Action item
Which lines hold the word "display"? Copy each of them from the material.

======

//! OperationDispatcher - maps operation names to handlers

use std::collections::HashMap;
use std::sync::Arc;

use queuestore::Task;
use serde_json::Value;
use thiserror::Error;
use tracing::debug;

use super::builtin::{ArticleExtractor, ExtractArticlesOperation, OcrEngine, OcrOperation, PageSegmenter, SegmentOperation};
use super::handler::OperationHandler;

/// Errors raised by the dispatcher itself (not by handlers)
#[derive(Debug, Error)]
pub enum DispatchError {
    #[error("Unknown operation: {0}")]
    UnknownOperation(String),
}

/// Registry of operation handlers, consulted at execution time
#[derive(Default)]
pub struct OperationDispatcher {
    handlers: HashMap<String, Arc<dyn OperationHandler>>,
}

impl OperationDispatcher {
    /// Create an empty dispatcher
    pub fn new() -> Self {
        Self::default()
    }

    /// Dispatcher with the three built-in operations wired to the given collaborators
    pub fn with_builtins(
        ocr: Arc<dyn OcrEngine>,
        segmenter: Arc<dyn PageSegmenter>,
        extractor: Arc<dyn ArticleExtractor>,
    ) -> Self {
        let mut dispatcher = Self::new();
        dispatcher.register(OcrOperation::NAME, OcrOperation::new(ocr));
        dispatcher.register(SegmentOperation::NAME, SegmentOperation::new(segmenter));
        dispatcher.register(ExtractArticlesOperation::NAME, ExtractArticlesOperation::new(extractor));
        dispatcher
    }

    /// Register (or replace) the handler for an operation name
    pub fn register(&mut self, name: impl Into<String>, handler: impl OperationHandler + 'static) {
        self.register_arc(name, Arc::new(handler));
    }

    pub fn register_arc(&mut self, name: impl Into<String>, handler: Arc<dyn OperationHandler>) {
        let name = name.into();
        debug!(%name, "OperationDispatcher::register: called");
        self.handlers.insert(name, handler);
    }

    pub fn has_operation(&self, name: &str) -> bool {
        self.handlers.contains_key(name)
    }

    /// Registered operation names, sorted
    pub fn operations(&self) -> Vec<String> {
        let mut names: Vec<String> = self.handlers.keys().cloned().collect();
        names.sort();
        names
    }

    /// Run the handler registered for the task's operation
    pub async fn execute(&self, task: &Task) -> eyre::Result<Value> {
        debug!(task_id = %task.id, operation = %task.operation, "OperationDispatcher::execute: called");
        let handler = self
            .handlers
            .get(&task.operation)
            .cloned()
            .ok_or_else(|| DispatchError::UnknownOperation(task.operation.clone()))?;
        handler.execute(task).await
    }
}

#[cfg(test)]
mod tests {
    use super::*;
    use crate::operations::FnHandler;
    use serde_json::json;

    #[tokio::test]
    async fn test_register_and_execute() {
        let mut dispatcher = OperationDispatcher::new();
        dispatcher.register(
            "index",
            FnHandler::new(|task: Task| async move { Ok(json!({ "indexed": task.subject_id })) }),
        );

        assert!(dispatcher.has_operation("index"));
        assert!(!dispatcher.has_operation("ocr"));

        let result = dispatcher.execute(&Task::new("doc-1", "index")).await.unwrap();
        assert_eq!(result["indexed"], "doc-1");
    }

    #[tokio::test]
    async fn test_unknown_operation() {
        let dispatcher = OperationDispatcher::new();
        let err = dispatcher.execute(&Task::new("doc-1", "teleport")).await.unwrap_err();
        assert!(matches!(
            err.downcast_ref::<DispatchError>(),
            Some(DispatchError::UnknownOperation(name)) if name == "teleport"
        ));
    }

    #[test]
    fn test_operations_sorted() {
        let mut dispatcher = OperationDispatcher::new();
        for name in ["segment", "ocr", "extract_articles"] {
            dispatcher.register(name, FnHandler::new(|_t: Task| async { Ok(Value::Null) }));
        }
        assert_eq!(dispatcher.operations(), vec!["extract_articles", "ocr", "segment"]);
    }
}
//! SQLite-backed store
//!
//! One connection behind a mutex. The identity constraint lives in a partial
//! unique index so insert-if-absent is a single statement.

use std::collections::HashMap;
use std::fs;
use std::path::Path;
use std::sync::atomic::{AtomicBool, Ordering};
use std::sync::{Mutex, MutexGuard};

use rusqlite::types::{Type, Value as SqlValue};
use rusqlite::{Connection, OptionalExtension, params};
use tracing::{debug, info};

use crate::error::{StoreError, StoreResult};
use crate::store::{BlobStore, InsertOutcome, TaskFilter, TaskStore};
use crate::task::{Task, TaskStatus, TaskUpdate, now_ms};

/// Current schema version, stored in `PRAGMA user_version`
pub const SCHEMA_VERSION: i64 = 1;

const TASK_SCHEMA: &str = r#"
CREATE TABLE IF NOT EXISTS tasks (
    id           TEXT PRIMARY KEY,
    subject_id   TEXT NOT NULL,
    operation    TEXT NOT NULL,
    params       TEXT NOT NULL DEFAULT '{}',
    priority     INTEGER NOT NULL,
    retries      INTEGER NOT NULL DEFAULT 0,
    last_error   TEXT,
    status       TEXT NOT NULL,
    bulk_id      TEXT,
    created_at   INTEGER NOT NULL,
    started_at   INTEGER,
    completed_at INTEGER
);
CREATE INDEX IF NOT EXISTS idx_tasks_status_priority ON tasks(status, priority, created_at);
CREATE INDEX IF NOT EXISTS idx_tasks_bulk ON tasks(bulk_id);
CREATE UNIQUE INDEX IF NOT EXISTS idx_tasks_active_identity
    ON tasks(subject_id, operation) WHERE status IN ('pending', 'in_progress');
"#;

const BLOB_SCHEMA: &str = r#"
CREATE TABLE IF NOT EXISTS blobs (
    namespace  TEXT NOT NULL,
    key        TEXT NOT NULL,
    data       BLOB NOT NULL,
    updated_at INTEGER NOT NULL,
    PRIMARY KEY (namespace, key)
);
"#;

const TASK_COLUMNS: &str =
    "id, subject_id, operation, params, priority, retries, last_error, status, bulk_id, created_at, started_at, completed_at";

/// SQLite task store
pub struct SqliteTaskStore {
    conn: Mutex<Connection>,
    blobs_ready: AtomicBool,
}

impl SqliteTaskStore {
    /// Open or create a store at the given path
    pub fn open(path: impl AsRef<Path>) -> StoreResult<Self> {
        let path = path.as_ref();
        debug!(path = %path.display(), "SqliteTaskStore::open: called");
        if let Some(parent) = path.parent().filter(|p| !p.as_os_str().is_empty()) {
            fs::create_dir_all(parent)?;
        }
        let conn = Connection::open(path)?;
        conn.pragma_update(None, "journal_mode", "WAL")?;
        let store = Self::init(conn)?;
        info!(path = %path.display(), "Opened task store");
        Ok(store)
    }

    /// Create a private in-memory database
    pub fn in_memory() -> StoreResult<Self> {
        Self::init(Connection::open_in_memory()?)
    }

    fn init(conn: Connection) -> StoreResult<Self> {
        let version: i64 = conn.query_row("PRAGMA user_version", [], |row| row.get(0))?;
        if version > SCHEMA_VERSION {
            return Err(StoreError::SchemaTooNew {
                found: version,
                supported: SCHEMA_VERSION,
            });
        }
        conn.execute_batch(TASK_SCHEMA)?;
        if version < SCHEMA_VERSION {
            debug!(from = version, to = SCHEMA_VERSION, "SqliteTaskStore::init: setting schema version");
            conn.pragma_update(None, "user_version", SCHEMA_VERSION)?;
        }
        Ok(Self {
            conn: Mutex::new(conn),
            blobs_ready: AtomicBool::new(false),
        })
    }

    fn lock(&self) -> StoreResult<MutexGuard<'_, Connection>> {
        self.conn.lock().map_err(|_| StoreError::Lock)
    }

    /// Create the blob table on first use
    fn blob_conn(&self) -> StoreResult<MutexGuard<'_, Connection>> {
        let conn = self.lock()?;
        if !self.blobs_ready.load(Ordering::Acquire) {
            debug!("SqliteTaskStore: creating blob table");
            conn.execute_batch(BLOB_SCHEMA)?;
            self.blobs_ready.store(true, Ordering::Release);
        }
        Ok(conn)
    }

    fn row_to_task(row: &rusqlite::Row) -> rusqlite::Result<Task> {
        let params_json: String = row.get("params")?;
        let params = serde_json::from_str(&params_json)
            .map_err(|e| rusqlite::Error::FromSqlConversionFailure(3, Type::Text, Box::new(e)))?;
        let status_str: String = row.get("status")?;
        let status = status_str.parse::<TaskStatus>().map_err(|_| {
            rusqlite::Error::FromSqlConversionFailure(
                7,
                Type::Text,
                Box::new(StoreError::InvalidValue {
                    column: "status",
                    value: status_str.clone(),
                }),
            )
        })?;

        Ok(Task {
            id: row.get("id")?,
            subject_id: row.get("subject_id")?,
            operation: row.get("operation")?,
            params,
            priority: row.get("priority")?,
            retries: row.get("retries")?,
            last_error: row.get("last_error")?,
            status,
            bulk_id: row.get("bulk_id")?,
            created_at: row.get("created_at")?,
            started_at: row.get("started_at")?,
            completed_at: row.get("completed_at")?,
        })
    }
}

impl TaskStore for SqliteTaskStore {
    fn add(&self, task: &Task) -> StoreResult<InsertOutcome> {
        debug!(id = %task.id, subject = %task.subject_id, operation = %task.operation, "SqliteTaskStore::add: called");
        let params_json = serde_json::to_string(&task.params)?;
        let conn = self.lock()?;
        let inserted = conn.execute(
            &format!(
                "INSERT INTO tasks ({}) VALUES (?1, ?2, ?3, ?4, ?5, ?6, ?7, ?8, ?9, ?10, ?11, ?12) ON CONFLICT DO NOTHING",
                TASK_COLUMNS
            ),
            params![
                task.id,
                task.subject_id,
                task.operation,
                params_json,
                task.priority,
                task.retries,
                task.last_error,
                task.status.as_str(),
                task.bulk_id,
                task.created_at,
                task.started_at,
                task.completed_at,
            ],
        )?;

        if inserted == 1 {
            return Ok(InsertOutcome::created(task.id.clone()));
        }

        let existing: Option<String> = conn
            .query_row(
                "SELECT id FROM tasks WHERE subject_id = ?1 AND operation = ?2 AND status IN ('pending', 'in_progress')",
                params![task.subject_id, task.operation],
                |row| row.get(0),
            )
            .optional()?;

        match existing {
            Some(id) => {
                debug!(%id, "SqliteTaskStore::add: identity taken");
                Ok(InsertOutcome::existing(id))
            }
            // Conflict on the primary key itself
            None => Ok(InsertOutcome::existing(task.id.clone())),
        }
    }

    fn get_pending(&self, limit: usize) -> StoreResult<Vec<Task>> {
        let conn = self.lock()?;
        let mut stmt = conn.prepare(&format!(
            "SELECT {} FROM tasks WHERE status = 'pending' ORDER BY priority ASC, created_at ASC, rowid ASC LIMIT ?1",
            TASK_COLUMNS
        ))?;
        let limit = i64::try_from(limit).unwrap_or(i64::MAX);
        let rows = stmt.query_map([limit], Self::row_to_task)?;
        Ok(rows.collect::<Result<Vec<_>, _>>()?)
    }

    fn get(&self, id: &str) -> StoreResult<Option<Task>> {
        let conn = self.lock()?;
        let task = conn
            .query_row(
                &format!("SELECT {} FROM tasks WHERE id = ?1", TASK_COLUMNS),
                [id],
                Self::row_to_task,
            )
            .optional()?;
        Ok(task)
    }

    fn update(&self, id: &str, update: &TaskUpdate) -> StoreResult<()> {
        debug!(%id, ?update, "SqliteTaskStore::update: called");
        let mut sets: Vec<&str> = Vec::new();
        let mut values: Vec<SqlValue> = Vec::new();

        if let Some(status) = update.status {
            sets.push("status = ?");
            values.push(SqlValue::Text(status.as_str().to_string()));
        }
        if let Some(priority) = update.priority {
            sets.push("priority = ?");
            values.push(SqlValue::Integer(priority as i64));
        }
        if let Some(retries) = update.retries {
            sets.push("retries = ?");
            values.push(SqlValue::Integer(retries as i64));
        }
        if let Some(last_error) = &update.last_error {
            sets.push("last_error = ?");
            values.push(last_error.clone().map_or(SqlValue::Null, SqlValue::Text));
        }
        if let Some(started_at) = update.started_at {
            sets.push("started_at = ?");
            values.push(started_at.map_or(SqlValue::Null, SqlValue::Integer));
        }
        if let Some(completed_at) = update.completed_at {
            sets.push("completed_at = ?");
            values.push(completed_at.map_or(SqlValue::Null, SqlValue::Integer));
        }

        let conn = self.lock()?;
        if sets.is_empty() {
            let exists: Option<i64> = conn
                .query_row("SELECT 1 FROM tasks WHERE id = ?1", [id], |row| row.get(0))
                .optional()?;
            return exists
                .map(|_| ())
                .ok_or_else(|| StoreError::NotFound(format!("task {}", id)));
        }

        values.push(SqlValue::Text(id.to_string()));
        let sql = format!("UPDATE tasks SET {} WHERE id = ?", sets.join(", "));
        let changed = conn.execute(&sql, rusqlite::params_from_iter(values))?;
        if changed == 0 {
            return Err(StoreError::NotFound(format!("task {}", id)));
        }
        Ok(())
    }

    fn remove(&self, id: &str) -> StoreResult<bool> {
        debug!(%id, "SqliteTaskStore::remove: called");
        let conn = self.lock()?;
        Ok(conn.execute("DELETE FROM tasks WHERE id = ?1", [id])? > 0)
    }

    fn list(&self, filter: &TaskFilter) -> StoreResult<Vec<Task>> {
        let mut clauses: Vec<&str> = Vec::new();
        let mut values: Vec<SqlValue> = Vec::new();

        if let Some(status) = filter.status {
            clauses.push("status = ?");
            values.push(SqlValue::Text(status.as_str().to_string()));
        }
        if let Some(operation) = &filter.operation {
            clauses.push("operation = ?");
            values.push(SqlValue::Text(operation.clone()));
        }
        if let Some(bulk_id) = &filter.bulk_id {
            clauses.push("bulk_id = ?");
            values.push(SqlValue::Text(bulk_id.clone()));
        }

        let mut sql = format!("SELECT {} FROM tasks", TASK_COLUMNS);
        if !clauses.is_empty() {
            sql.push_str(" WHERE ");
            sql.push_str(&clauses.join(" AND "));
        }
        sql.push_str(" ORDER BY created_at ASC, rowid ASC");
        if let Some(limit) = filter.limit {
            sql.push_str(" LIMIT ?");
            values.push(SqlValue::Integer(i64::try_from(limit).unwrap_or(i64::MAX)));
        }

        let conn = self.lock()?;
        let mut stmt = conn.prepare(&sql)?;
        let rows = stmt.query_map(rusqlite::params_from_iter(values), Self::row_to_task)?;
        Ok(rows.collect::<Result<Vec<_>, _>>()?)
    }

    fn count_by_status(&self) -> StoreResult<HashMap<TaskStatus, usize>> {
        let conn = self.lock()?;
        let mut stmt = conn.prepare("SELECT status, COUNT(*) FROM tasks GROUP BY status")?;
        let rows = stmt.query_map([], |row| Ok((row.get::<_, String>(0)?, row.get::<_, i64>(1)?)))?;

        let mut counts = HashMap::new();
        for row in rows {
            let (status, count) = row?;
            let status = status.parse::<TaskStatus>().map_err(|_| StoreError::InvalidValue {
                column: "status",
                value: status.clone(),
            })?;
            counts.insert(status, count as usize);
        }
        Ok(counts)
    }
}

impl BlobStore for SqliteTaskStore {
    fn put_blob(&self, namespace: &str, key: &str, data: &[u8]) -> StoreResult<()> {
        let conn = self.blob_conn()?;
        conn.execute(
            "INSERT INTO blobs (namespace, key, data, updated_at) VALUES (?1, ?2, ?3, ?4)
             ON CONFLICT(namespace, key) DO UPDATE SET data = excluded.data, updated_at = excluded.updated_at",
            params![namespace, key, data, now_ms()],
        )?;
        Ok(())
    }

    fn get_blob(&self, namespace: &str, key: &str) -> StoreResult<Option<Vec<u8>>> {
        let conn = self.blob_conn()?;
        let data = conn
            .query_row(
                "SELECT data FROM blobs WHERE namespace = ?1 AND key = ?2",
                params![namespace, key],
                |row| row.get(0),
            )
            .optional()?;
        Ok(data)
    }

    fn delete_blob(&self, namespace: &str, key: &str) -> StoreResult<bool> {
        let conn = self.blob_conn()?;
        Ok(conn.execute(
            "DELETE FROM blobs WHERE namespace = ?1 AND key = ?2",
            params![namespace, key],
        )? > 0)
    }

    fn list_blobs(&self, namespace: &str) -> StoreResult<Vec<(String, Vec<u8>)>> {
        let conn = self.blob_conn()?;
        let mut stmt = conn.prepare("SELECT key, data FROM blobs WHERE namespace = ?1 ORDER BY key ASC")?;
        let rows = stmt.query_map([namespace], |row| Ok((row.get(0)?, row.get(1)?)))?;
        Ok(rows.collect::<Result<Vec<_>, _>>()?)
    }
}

======

Reply
        debug!(path = %path.display(), "SqliteTaskStore::open: called");
        info!(path = %path.display(), "Opened task store");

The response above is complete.